MORE QUACKERY: Finland Now ‘Testing for COVID’ With Sniffing Dogs. MSM Approves

Sure why not. Face diapers, face shields, lung-exploding vents, test that picks up on dead virus...might as well throw in voodoo dogs as well

Travelers arriving at Helsinki’s airport are being offered a voluntary coronavirus test that takes 10 seconds with no uncomfortable nasal swab needed. And the test is done by a dog.

A couple of coronavirus-sniffing canines began work at the Finnish airport on Wednesday as part of a pilot program that aims to detect infections using the sweat collected on wipes from arriving passengers.

Over the past months, international airports have brought in various methods to detect the virus in travelers, including saliva screenings, temperature checks and nasal swabs.
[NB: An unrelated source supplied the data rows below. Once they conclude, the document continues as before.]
// libs/appointment-cell/src/models.rs
use chrono::{DateTime, NaiveDate, NaiveTime, Utc};
use serde::{Deserialize, Serialize};
use std::fmt;
use uuid::Uuid;

use triage_cell::models::UrgencyLevel;

// ==============================================================================
// CORE APPOINTMENT MODELS
// ==============================================================================

/// Appointment request aggregate. Party display names and emails are
/// denormalized at creation time and never re-synced from the directory.
#[derive(Debug, Clone, Serialize, Deserialize)]
pub struct Appointment {
    pub id: Uuid,
    pub doctor_medical_id: String,
    pub patient_medical_id: String,
    pub doctor_name: String,
    pub patient_name: String,
    pub doctor_email: Option<String>,
    pub patient_email: Option<String>,
    pub preferred_date: NaiveDate,
    pub preferred_time: NaiveTime,
    pub scheduled_date: Option<NaiveDate>,
    pub scheduled_time: Option<NaiveTime>,
    pub meeting_type: MeetingType,
    pub video_call_link: Option<String>,
    pub symptoms: String,
    pub urgency_level: UrgencyLevel,
    pub urgency_score: f64,
    pub from_symptom_checker: bool,
    pub messages: Vec<ThreadMessage>,
    pub doctor_response: Option<DoctorResponse>,
    pub status: AppointmentStatus,
    pub cancelled_by: Option<CancelledBy>,
    pub created_at: DateTime<Utc>,
    pub updated_at: DateTime<Utc>,
}

impl Appointment {
    /// Whether `medical_id` is one of the two parties on this request.
    pub fn is_party(&self, medical_id: &str) -> bool {
        self.doctor_medical_id == medical_id || self.patient_medical_id == medical_id
    }

    pub fn party_of(&self, medical_id: &str) -> Option<CancelledBy> {
        if self.doctor_medical_id == medical_id {
            Some(CancelledBy::Doctor)
        } else if self.patient_medical_id == medical_id {
            Some(CancelledBy::Patient)
        } else {
            None
        }
    }
}

/// One entry of the negotiation thread. Immutable once appended.
#[derive(Debug, Clone, Serialize, Deserialize, PartialEq)]
pub struct ThreadMessage {
    pub sender_medical_id: String,
    pub sender_name: String,
    pub message: String,
    pub timestamp: DateTime<Utc>,
}

/// Doctor's decision note, set once on the transition into approved or
/// rejected.
#[derive(Debug, Clone, Serialize, Deserialize)]
pub struct DoctorResponse {
    pub message: String,
    pub responded_at: DateTime<Utc>,
}

#[derive(Debug, Clone, Copy, Serialize, Deserialize, PartialEq, Eq)]
#[serde(rename_all = "snake_case")]
pub enum AppointmentStatus {
    Pending,
    Approved,
    Rejected,
    Cancelled,
    Completed,
}

impl AppointmentStatus {
    /// Terminal records accept no further transitions or thread messages.
    pub fn is_terminal(&self) -> bool {
        matches!(
            self,
            AppointmentStatus::Rejected | AppointmentStatus::Cancelled | AppointmentStatus::Completed
        )
    }
}

impl fmt::Display for AppointmentStatus {
    fn fmt(&self, f: &mut fmt::Formatter<'_>) -> fmt::Result {
        match self {
            AppointmentStatus::Pending => write!(f, "pending"),
            AppointmentStatus::Approved => write!(f, "approved"),
            AppointmentStatus::Rejected => write!(f, "rejected"),
            AppointmentStatus::Cancelled => write!(f, "cancelled"),
            AppointmentStatus::Completed => write!(f, "completed"),
        }
    }
}

#[derive(Debug, Clone, Copy, Serialize, Deserialize, PartialEq, Eq)]
#[serde(rename_all = "snake_case")]
pub enum MeetingType {
    Online,
    Offline,
}

#[derive(Debug, Clone, Copy, Serialize, Deserialize, PartialEq, Eq)]
#[serde(rename_all = "snake_case")]
pub enum CancelledBy {
    Patient,
    Doctor,
}

// ==============================================================================
// REQUEST/RESPONSE MODELS
// ==============================================================================

#[derive(Debug, Clone, Serialize, Deserialize)]
pub struct BookAppointmentRequest {
    pub doctor_medical_id: String,
    pub patient_medical_id: String,
    pub preferred_date: NaiveDate,
    pub preferred_time: NaiveTime,
    pub symptoms: String,
    pub meeting_type: MeetingType,
    pub video_call_link: Option<String>,
    pub urgency_level: Option<UrgencyLevel>,
    pub urgency_score: Option<f64>,
    pub from_symptom_checker: Option<bool>,
}

/// Doctor's approval payload. Omitted schedule fields fall back to the
/// patient's preferred date and time (a counter-offer overrides them).
#[derive(Debug, Clone, Default, Serialize, Deserialize)]
pub struct ApproveAppointmentRequest {
    pub message: Option<String>,
    pub scheduled_date: Option<NaiveDate>,
    pub scheduled_time: Option<NaiveTime>,
    pub video_call_link: Option<String>,
}

#[derive(Debug, Clone, Serialize, Deserialize)]
pub struct RejectAppointmentRequest {
    pub message: String,
}

#[derive(Debug, Clone, Serialize, Deserialize)]
pub struct AppendMessageRequest {
    pub message: String,
}

#[derive(Debug, Clone, Serialize, Deserialize)]
pub struct SubmitFeedbackRequest {
    pub rating: i32,
    pub comment: Option<String>,
}

/// Directory row for a patient or doctor, looked up by medical id at
/// creation time to capture the denormalized display fields.
#[derive(Debug, Clone, Deserialize)]
pub struct PartyRecord {
    pub medical_id: String,
    pub name: String,
    pub email: Option<String>,
}

// ==============================================================================
// FEEDBACK MODELS
// ==============================================================================

/// At most one feedback row per appointment, accepted only once the
/// appointment is completed.
#[derive(Debug, Clone, Serialize, Deserialize)]
pub struct Feedback {
    pub id: Uuid,
    pub appointment_id: Uuid,
    pub rating: i32,
    pub comment: Option<String>,
    pub created_at: DateTime<Utc>,
}

// ==============================================================================
// ERROR TYPES
// ==============================================================================

#[derive(Debug, Clone, Serialize, Deserialize, thiserror::Error)]
pub enum AppointmentError {
    #[error("Appointment not found")]
    NotFound,

    #[error("Patient not found")]
    PatientNotFound,

    #[error("Doctor not found")]
    DoctorNotFound,

    #[error("Invalid status transition from {from} to {to}")]
    InvalidStatusTransition {
        from: AppointmentStatus,
        to: AppointmentStatus,
    },

    #[error("Not authorized to perform this action on the appointment")]
    Unauthorized,

    #[error("Validation error: {0}")]
    ValidationError(String),

    #[error("Feedback already submitted for this appointment")]
    FeedbackAlreadySubmitted,

    #[error("Database error: {0}")]
    DatabaseError(String),
}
But researchers in Finland say that using dogs could prove cheaper, faster and more effective.

After passengers arriving from abroad have collected their luggage, they are invited to wipe their necks to collect sweat samples and leave the wipes in a box. Behind a wall, a dog trainer puts the box beside cans containing different scents, and a dog gets to work.

The dogs can detect a coronavirus-infected patient in 10 seconds, and the entire process takes a minute to complete, researchers say. If the dog signals a positive result, the passenger is directed to the airport’s health center for a free virus test.

Why dogs?

Dogs have a particularly sharp sense of smell and have long been used in airports to sniff out bombs, drugs and other contraband in luggage.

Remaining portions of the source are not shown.